(Stored items)
☆ ☆ ☆
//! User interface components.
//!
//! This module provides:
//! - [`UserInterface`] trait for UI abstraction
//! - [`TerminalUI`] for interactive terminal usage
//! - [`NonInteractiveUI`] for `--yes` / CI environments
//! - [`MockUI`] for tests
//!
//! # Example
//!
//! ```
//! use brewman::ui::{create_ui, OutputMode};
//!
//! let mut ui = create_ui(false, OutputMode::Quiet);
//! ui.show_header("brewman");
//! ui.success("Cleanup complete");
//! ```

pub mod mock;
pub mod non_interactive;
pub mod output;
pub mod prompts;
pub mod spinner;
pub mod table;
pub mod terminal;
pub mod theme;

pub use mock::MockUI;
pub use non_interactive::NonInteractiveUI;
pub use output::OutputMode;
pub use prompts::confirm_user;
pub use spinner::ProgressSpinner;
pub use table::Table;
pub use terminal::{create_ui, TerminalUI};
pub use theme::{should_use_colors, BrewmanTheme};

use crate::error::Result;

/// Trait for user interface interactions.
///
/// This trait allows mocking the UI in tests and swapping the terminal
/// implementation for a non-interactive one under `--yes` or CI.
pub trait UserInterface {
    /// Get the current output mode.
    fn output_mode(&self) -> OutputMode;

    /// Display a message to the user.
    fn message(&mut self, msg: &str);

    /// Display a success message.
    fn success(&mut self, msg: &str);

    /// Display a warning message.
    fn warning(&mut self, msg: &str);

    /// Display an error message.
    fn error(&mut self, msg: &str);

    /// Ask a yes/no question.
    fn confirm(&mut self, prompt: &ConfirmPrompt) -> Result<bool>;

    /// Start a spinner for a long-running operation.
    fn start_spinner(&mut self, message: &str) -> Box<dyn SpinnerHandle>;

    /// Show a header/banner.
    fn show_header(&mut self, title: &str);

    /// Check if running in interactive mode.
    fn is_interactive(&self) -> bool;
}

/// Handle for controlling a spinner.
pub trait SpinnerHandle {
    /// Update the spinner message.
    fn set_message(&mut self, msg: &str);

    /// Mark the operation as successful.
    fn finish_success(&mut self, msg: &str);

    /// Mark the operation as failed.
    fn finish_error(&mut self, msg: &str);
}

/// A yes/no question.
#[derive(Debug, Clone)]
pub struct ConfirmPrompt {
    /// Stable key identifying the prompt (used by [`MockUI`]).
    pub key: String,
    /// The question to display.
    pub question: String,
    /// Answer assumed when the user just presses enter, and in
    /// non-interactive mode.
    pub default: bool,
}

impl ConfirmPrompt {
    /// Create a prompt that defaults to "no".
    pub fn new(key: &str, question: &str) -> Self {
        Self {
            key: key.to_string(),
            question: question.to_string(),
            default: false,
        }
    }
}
☆ ☆ ☆
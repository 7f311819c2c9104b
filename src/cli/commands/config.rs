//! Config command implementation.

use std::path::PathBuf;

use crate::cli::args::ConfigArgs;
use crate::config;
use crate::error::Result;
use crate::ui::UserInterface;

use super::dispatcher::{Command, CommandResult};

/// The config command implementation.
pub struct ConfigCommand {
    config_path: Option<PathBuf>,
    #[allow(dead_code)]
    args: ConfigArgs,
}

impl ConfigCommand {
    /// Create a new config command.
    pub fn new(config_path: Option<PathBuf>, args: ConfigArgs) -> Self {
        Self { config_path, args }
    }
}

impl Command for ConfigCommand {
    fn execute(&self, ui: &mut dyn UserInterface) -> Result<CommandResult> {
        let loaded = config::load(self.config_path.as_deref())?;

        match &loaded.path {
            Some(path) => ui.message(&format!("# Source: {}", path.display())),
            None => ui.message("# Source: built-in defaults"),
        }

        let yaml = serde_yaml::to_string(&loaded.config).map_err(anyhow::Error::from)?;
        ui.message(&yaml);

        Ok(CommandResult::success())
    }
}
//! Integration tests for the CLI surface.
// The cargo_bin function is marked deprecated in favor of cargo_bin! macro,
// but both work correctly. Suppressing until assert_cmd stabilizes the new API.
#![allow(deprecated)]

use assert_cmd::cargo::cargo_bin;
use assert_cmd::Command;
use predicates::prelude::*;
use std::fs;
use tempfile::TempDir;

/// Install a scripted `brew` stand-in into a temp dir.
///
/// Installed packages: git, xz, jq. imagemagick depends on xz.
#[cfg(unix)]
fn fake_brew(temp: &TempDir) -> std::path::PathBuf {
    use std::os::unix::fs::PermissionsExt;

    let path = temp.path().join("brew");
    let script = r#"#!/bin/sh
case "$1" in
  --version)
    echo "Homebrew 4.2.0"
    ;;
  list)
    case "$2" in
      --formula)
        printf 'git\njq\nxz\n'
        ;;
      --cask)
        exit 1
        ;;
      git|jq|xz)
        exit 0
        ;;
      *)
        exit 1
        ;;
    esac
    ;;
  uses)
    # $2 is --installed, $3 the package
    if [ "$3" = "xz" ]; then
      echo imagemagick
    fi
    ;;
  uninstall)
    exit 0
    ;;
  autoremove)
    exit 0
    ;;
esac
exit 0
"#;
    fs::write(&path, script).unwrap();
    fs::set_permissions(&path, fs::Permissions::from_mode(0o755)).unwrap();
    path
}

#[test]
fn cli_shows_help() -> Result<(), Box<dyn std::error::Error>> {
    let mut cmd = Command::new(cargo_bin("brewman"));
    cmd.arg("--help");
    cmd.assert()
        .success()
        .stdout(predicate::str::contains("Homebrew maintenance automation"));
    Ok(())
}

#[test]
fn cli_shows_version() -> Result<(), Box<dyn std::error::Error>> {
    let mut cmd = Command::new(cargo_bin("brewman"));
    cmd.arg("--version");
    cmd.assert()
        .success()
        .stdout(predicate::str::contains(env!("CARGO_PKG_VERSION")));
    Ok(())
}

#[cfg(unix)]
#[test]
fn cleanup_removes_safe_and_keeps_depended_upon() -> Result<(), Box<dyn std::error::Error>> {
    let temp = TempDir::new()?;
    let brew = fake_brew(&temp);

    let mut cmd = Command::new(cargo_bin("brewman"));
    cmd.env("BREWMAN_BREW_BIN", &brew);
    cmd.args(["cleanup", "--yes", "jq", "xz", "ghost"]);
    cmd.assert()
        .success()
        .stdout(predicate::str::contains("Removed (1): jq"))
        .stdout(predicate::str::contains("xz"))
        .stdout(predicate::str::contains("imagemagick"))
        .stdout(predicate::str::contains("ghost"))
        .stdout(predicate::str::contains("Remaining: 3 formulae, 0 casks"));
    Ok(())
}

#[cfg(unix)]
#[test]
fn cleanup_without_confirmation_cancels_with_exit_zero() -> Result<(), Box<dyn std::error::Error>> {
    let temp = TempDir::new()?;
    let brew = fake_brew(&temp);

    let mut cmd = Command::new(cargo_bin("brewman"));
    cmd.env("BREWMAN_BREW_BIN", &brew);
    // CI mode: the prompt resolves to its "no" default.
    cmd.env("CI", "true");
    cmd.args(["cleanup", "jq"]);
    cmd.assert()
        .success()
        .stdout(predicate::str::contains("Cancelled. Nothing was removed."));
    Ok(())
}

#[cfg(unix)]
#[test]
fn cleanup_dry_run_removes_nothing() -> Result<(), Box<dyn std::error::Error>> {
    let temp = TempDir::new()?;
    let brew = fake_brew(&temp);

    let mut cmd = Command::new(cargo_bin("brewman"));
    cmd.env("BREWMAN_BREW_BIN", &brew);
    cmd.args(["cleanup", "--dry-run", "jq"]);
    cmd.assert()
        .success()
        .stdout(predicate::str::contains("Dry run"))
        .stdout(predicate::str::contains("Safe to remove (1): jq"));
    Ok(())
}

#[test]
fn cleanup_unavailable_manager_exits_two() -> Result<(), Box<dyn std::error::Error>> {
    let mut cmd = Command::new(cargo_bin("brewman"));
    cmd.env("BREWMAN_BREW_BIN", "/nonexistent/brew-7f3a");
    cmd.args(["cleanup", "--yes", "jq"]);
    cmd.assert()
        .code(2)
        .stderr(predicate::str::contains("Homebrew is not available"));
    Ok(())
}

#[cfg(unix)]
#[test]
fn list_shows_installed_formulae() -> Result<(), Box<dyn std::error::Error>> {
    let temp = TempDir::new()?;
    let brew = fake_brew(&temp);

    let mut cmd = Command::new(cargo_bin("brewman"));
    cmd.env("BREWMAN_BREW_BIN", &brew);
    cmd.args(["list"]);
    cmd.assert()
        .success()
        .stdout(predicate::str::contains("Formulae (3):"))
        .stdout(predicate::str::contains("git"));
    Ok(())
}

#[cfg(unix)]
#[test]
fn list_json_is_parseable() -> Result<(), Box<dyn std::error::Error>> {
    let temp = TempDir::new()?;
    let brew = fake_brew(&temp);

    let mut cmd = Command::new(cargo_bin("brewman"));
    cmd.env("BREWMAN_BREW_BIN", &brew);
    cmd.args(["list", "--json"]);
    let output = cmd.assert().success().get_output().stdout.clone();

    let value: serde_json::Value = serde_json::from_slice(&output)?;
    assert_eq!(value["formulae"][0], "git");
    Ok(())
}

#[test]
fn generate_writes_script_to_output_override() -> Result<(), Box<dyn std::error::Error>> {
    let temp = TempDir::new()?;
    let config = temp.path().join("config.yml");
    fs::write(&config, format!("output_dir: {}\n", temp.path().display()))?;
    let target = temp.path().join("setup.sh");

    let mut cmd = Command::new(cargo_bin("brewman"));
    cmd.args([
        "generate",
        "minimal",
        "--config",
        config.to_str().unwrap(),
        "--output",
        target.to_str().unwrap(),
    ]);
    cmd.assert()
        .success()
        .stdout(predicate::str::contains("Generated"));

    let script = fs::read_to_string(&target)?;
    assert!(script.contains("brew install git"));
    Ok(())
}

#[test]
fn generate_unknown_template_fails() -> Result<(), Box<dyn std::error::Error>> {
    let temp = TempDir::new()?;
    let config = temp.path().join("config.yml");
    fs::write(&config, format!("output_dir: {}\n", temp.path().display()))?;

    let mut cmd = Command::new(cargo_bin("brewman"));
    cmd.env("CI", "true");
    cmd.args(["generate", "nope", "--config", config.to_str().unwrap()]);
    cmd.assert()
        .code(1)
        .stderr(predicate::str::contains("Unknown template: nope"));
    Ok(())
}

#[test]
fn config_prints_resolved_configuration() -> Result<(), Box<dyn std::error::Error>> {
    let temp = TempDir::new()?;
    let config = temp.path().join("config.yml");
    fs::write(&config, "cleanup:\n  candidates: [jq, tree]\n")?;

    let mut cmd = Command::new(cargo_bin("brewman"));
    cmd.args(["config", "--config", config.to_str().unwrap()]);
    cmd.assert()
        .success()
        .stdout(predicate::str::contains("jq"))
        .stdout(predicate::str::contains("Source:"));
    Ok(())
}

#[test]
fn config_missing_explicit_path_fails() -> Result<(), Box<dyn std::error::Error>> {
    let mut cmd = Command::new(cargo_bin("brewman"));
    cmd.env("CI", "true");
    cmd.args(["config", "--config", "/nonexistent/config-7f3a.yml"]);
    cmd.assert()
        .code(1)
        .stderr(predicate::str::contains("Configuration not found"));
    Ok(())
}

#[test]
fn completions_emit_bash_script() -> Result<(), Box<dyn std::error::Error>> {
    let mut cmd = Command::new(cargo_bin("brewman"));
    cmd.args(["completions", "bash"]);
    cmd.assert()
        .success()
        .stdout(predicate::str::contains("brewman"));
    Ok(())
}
☆ ☆ ☆
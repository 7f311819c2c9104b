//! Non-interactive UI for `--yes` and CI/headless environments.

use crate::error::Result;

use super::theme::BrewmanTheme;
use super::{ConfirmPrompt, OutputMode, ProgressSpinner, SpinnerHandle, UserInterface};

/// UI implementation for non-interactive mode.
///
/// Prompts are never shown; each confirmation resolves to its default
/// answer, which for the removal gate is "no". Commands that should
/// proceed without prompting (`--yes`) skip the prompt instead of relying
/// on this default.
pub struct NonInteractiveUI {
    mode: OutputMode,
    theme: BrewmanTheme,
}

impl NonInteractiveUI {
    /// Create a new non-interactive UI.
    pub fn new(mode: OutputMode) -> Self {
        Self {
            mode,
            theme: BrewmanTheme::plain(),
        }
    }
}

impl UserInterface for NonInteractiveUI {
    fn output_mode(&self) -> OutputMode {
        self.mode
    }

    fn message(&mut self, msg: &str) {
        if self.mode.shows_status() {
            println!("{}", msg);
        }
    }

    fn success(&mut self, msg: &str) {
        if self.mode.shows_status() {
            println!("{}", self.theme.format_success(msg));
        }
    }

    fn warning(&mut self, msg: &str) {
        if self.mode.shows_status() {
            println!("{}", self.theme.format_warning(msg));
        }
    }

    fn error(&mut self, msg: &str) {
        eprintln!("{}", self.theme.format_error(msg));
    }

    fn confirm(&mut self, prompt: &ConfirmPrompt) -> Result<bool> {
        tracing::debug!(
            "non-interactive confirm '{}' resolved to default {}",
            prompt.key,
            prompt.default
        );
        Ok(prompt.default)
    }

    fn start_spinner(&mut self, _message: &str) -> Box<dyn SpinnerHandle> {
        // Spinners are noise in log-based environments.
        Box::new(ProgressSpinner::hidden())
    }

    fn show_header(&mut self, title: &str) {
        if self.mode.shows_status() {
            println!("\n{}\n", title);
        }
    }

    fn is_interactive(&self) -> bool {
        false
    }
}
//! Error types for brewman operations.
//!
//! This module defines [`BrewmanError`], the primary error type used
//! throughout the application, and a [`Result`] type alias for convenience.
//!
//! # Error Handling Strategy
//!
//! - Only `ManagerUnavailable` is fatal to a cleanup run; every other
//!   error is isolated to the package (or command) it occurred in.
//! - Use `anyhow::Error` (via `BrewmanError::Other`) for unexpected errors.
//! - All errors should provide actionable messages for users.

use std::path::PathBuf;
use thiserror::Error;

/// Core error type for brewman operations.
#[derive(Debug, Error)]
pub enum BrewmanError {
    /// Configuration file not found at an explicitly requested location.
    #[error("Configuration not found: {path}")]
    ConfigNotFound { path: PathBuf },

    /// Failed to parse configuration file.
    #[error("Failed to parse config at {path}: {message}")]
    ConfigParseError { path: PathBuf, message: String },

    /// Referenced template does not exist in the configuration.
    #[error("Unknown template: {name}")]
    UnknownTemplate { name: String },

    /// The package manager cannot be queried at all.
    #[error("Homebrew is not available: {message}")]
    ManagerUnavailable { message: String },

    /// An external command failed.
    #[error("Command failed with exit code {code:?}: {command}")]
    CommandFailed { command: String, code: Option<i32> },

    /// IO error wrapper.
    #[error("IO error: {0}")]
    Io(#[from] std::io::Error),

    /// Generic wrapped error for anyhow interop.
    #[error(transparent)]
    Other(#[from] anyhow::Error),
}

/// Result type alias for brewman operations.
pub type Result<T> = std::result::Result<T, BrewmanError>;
☆ ☆ ☆
TASK PROMPT: The lines to show are those in the data above that include "Homebrew".

SOLUTION TO THE EXERCISE:
    echo "Homebrew 4.2.0"
        .stdout(predicate::str::contains("Homebrew maintenance automation"));
        .stderr(predicate::str::contains("Homebrew is not available"));
    #[error("Homebrew is not available: {message}")]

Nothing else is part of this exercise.